_Problem statement_. Through the last line of the entries, please copy every line exactly, starting with the one that contains "assert_eq!(summary.total_interactions, 18);".

*** Given data ***

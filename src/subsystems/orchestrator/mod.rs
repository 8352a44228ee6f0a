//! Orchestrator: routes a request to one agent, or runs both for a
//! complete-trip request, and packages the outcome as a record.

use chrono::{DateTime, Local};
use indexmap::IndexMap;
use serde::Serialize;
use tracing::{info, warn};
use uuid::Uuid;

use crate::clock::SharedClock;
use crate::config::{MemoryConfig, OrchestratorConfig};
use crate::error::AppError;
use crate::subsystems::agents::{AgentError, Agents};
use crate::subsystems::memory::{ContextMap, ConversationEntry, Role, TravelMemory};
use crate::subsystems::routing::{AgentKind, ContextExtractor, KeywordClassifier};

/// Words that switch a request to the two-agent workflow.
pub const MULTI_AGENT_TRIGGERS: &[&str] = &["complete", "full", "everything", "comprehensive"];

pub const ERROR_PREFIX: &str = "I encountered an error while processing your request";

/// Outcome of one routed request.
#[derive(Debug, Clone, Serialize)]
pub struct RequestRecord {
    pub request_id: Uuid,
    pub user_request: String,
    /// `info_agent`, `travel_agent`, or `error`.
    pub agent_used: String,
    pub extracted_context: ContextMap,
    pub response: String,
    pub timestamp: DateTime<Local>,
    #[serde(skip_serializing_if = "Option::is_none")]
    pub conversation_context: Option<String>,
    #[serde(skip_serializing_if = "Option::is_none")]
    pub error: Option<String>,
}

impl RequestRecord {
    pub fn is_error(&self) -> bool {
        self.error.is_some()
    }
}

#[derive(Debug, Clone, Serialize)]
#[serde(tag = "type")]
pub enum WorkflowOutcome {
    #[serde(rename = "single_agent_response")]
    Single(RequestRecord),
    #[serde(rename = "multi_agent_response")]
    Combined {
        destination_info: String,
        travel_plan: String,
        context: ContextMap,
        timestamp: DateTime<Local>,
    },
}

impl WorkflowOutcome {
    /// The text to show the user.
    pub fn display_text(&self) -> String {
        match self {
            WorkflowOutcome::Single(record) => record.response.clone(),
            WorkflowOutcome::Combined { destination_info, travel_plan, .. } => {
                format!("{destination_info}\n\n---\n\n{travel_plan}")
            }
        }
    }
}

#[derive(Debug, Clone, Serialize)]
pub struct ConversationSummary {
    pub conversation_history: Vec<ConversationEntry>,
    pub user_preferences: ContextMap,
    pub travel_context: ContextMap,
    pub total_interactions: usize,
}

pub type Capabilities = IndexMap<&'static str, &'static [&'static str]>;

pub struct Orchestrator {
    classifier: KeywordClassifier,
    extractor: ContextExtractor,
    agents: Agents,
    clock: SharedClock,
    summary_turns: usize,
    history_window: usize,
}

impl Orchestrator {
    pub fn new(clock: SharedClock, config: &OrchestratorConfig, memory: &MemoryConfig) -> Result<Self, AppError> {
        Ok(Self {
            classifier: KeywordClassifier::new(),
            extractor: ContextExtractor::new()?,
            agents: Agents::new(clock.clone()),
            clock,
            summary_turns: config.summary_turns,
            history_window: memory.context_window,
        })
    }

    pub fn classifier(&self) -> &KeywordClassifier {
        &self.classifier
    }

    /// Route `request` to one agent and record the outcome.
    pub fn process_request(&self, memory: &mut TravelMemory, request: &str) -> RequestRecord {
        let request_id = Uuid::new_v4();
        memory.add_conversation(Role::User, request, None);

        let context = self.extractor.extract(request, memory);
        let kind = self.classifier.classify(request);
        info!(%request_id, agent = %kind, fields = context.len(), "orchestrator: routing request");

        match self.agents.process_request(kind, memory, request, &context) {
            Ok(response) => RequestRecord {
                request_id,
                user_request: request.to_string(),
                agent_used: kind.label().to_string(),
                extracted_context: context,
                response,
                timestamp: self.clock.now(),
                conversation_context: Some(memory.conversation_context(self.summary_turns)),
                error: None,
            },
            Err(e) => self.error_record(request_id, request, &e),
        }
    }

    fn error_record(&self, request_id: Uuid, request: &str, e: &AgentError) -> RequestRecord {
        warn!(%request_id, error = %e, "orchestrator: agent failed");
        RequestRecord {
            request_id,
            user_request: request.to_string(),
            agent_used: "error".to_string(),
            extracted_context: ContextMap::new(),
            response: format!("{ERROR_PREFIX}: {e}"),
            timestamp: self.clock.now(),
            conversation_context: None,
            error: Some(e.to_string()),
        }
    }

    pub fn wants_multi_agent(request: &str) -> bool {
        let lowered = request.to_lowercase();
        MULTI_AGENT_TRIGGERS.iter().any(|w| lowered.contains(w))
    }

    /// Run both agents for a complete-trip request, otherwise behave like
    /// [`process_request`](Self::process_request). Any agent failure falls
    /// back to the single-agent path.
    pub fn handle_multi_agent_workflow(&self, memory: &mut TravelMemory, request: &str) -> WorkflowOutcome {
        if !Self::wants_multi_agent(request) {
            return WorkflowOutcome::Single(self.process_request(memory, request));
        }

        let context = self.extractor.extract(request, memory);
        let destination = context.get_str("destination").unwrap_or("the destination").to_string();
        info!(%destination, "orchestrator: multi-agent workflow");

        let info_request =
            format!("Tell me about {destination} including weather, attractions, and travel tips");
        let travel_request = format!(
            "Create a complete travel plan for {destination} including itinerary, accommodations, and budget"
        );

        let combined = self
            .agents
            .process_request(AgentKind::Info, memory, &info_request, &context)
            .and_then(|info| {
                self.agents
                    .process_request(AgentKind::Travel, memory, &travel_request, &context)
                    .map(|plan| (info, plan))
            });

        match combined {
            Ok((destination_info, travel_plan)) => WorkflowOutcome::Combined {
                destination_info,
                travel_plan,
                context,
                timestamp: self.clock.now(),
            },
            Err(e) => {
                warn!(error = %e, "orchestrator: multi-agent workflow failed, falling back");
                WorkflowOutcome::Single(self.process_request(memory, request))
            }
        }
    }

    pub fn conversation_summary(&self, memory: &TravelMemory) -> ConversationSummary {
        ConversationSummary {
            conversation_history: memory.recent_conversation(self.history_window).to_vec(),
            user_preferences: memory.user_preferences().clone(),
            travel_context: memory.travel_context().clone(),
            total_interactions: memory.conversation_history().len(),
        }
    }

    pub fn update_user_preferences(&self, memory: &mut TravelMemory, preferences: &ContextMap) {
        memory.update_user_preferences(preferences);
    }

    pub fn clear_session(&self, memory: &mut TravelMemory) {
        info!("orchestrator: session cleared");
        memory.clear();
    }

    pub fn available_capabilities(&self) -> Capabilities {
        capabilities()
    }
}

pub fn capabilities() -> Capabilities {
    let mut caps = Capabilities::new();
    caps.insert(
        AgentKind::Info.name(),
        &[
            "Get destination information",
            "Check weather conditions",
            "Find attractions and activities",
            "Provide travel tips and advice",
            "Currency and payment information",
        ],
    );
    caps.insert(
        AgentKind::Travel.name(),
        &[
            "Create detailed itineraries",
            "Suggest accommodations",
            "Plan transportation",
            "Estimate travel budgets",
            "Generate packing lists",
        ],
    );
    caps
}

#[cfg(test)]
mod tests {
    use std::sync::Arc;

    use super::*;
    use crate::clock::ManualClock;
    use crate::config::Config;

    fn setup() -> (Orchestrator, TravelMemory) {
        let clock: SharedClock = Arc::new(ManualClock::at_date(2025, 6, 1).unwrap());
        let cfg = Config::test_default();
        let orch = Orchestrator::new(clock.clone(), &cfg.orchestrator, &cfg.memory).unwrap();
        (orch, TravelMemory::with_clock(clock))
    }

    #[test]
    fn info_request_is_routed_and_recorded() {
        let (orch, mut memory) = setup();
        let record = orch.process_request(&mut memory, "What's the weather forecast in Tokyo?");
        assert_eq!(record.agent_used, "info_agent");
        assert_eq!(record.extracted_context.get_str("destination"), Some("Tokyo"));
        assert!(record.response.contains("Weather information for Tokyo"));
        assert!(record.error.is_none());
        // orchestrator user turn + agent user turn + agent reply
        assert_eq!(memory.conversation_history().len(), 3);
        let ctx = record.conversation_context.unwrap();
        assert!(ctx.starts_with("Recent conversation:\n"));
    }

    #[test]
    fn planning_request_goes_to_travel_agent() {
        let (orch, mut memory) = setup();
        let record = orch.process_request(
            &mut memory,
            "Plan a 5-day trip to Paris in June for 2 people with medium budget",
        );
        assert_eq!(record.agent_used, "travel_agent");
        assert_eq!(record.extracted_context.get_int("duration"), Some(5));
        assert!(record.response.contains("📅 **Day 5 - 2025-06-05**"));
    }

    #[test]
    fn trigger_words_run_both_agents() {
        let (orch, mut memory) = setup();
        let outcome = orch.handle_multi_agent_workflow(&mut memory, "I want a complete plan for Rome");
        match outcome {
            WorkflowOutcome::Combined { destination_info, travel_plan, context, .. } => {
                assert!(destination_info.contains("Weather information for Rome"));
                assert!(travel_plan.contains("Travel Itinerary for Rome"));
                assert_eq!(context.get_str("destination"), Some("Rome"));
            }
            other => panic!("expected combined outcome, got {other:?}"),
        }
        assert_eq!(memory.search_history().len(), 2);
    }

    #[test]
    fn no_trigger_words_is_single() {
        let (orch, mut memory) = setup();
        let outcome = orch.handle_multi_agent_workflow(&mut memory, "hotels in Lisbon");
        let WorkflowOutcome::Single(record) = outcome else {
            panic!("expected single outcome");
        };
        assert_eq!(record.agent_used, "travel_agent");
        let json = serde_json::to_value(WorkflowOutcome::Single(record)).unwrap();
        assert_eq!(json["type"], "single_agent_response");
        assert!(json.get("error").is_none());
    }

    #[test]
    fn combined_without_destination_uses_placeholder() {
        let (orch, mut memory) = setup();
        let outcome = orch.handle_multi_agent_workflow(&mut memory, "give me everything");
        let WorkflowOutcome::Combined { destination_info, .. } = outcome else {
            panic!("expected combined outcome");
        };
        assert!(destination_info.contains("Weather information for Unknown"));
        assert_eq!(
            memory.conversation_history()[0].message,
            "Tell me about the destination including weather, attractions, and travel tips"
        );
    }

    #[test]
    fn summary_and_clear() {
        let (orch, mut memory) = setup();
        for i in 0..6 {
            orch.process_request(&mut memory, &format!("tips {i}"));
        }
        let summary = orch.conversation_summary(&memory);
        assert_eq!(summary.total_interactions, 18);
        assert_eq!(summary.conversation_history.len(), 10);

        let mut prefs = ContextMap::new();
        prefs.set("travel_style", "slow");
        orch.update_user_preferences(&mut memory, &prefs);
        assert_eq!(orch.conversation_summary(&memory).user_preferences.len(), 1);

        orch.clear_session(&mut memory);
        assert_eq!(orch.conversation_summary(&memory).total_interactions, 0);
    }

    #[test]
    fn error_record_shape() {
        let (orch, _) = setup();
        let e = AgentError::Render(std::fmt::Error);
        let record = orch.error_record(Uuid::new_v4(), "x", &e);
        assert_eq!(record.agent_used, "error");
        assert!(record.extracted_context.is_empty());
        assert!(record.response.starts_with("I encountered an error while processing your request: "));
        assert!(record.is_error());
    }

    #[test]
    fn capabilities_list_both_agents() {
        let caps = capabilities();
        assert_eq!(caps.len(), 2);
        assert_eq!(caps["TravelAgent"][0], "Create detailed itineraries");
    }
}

*** End of Given data ***

_Your response_.
        assert_eq!(summary.total_interactions, 18);
        assert_eq!(summary.conversation_history.len(), 10);

        let mut prefs = ContextMap::new();
        prefs.set("travel_style", "slow");
        orch.update_user_preferences(&mut memory, &prefs);
        assert_eq!(orch.conversation_summary(&memory).user_preferences.len(), 1);

        orch.clear_session(&mut memory);
        assert_eq!(orch.conversation_summary(&memory).total_interactions, 0);
    }

    #[test]
    fn error_record_shape() {
        let (orch, _) = setup();
        let e = AgentError::Render(std::fmt::Error);
        let record = orch.error_record(Uuid::new_v4(), "x", &e);
        assert_eq!(record.agent_used, "error");
        assert!(record.extracted_context.is_empty());
        assert!(record.response.starts_with("I encountered an error while processing your request: "));
        assert!(record.is_error());
    }

    #[test]
    fn capabilities_list_both_agents() {
        let caps = capabilities();
        assert_eq!(caps.len(), 2);
        assert_eq!(caps["TravelAgent"][0], "Create detailed itineraries");
    }
}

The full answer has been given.